- _Information supplied_:
========
//! Push gateway HTTP API server.
//!
//! Routes `POST /_matrix/push/v1/notify` into the dispatcher and serves the
//! `/health` and `/metrics` endpoints.

use std::sync::Arc;
use std::time::Instant;

use axum::body::Bytes;
use axum::extract::{DefaultBodyLimit, State};
use axum::http::StatusCode;
use axum::response::{IntoResponse, Response};
use axum::routing::{get, post};
use axum::{Json, Router};
use prometheus::{Encoder, TextEncoder};
use serde::Serialize;
use tokio::net::TcpListener;
use tokio::sync::watch;
use tracing::{Instrument, error, info, info_span, warn};
use uuid::Uuid;

use crate::config::HttpConfig;
use crate::error::Result;
use crate::metrics::Metrics;
use crate::push::{NotificationDispatcher, NotifyRequest};

/// Maximum accepted request body size.
const MAX_REQUEST_SIZE: usize = 512 * 1024;

/// Reply to a successfully handled notify request.
#[derive(Debug, Serialize)]
struct NotifyResponse {
    rejected: Vec<String>,
}

/// Matrix-style error body.
#[derive(Debug, Serialize)]
struct MatrixError {
    errcode: &'static str,
    error: String,
}

/// Shared state for request handlers.
struct AppState {
    dispatcher: Arc<NotificationDispatcher>,
    metrics: Option<Metrics>,
}

/// The push gateway API server.
pub struct GatewayServer {
    config: HttpConfig,
    dispatcher: Arc<NotificationDispatcher>,
    metrics: Option<Metrics>,
}

impl GatewayServer {
    /// Create a new server.
    pub fn new(
        config: HttpConfig,
        dispatcher: Arc<NotificationDispatcher>,
        metrics: Option<Metrics>,
    ) -> Self {
        Self {
            config,
            dispatcher,
            metrics,
        }
    }

    /// Build the route tree.
    fn router(&self) -> Router {
        let state = Arc::new(AppState {
            dispatcher: self.dispatcher.clone(),
            metrics: self.metrics.clone(),
        });

        Router::new()
            .route("/_matrix/push/v1/notify", post(notify_handler))
            .route("/health", get(health_handler))
            .route("/metrics", get(metrics_handler))
            .layer(DefaultBodyLimit::max(MAX_REQUEST_SIZE))
            .with_state(state)
    }

    /// Run listeners on every configured address until shutdown is signaled.
    pub async fn run(&self, shutdown: watch::Receiver<bool>) -> Result<()> {
        let mut listeners = Vec::new();
        for address in &self.config.bind_addresses {
            let listener = TcpListener::bind((address.as_str(), self.config.port))
                .await
                .map_err(|e| {
                    std::io::Error::new(
                        e.kind(),
                        format!(
                            "Failed to bind to '{}:{}': {}",
                            address, self.config.port, e
                        ),
                    )
                })?;
            info!(address = %address, port = self.config.port, "Listening");
            listeners.push(listener);
        }

        let mut tasks = Vec::new();
        for listener in listeners {
            let app = self.router();
            let mut shutdown = shutdown.clone();
            tasks.push(tokio::spawn(async move {
                axum::serve(listener, app)
                    .with_graceful_shutdown(async move {
                        let _ = shutdown.changed().await;
                    })
                    .await
            }));
        }

        for task in tasks {
            match task.await {
                Ok(Ok(())) => {}
                Ok(Err(e)) => {
                    error!(error = %e, "Listener failed");
                    return Err(e.into());
                }
                Err(e) => {
                    error!(error = %e, "Listener task panicked");
                }
            }
        }

        Ok(())
    }
}

/// `POST /_matrix/push/v1/notify`
async fn notify_handler(State(state): State<Arc<AppState>>, body: Bytes) -> Response {
    let start = Instant::now();
    let request_id = Uuid::new_v4().to_string();

    let response = handle_notify(&state, &body)
        .instrument(info_span!("notify", %request_id))
        .await;

    if let Some(metrics) = &state.metrics {
        metrics.record_notify_response(response.status().as_u16(), start.elapsed().as_secs_f64());
    }
    response
}

async fn handle_notify(state: &AppState, body: &[u8]) -> Response {
    let request: NotifyRequest = match serde_json::from_slice(body) {
        Ok(request) => request,
        Err(e) => {
            warn!(error = %e, "Rejecting malformed notification");
            return error_response(
                StatusCode::BAD_REQUEST,
                format!("Invalid notification: {e}"),
            );
        }
    };
    let notification = request.notification;

    if notification.devices.is_empty() {
        warn!("Rejecting notification with no devices");
        return error_response(
            StatusCode::BAD_REQUEST,
            "No devices in notification".to_string(),
        );
    }

    if let Some(metrics) = &state.metrics {
        metrics.record_notification_received(notification.devices.len());
    }

    match state.dispatcher.dispatch(&notification).await {
        Ok(rejected) => {
            if !rejected.is_empty() {
                info!(
                    rejected = rejected.len(),
                    "Delivered notification with rejected pushkeys"
                );
            }
            (StatusCode::OK, Json(NotifyResponse { rejected })).into_response()
        }
        Err(failure) => {
            warn!(error = %failure, "Failed to dispatch notification");
            error_response(StatusCode::BAD_GATEWAY, failure.to_string())
        }
    }
}

/// `GET /health`: a blank 200 for liveness probes.
async fn health_handler() -> impl IntoResponse {
    StatusCode::OK
}

/// `GET /metrics`: Prometheus text exposition.
async fn metrics_handler(State(state): State<Arc<AppState>>) -> Response {
    let Some(metrics) = &state.metrics else {
        return (StatusCode::NOT_FOUND, "Metrics disabled".to_string()).into_response();
    };

    let metric_families = metrics.gather();
    let encoder = TextEncoder::new();
    let mut buffer = vec![];

    if let Err(e) = encoder.encode(&metric_families, &mut buffer) {
        error!(error = %e, "Failed to encode metrics");
        return (
            StatusCode::INTERNAL_SERVER_ERROR,
            "Failed to encode metrics".to_string(),
        )
            .into_response();
    }

    match String::from_utf8(buffer) {
        Ok(body) => (StatusCode::OK, body).into_response(),
        Err(e) => {
            error!(error = %e, "Failed to convert metrics buffer to string");
            (
                StatusCode::INTERNAL_SERVER_ERROR,
                "Failed to convert metrics to string".to_string(),
            )
                .into_response()
        }
    }
}

fn error_response(status: StatusCode, message: String) -> Response {
    (
        status,
        Json(MatrixError {
            errcode: "M_UNKNOWN",
            error: message,
        }),
    )
        .into_response()
}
========
- _What is needed_: Exactly one number is the expected answer: the count of lines in the entries where the word "watch" is found.

- _Response box_: 2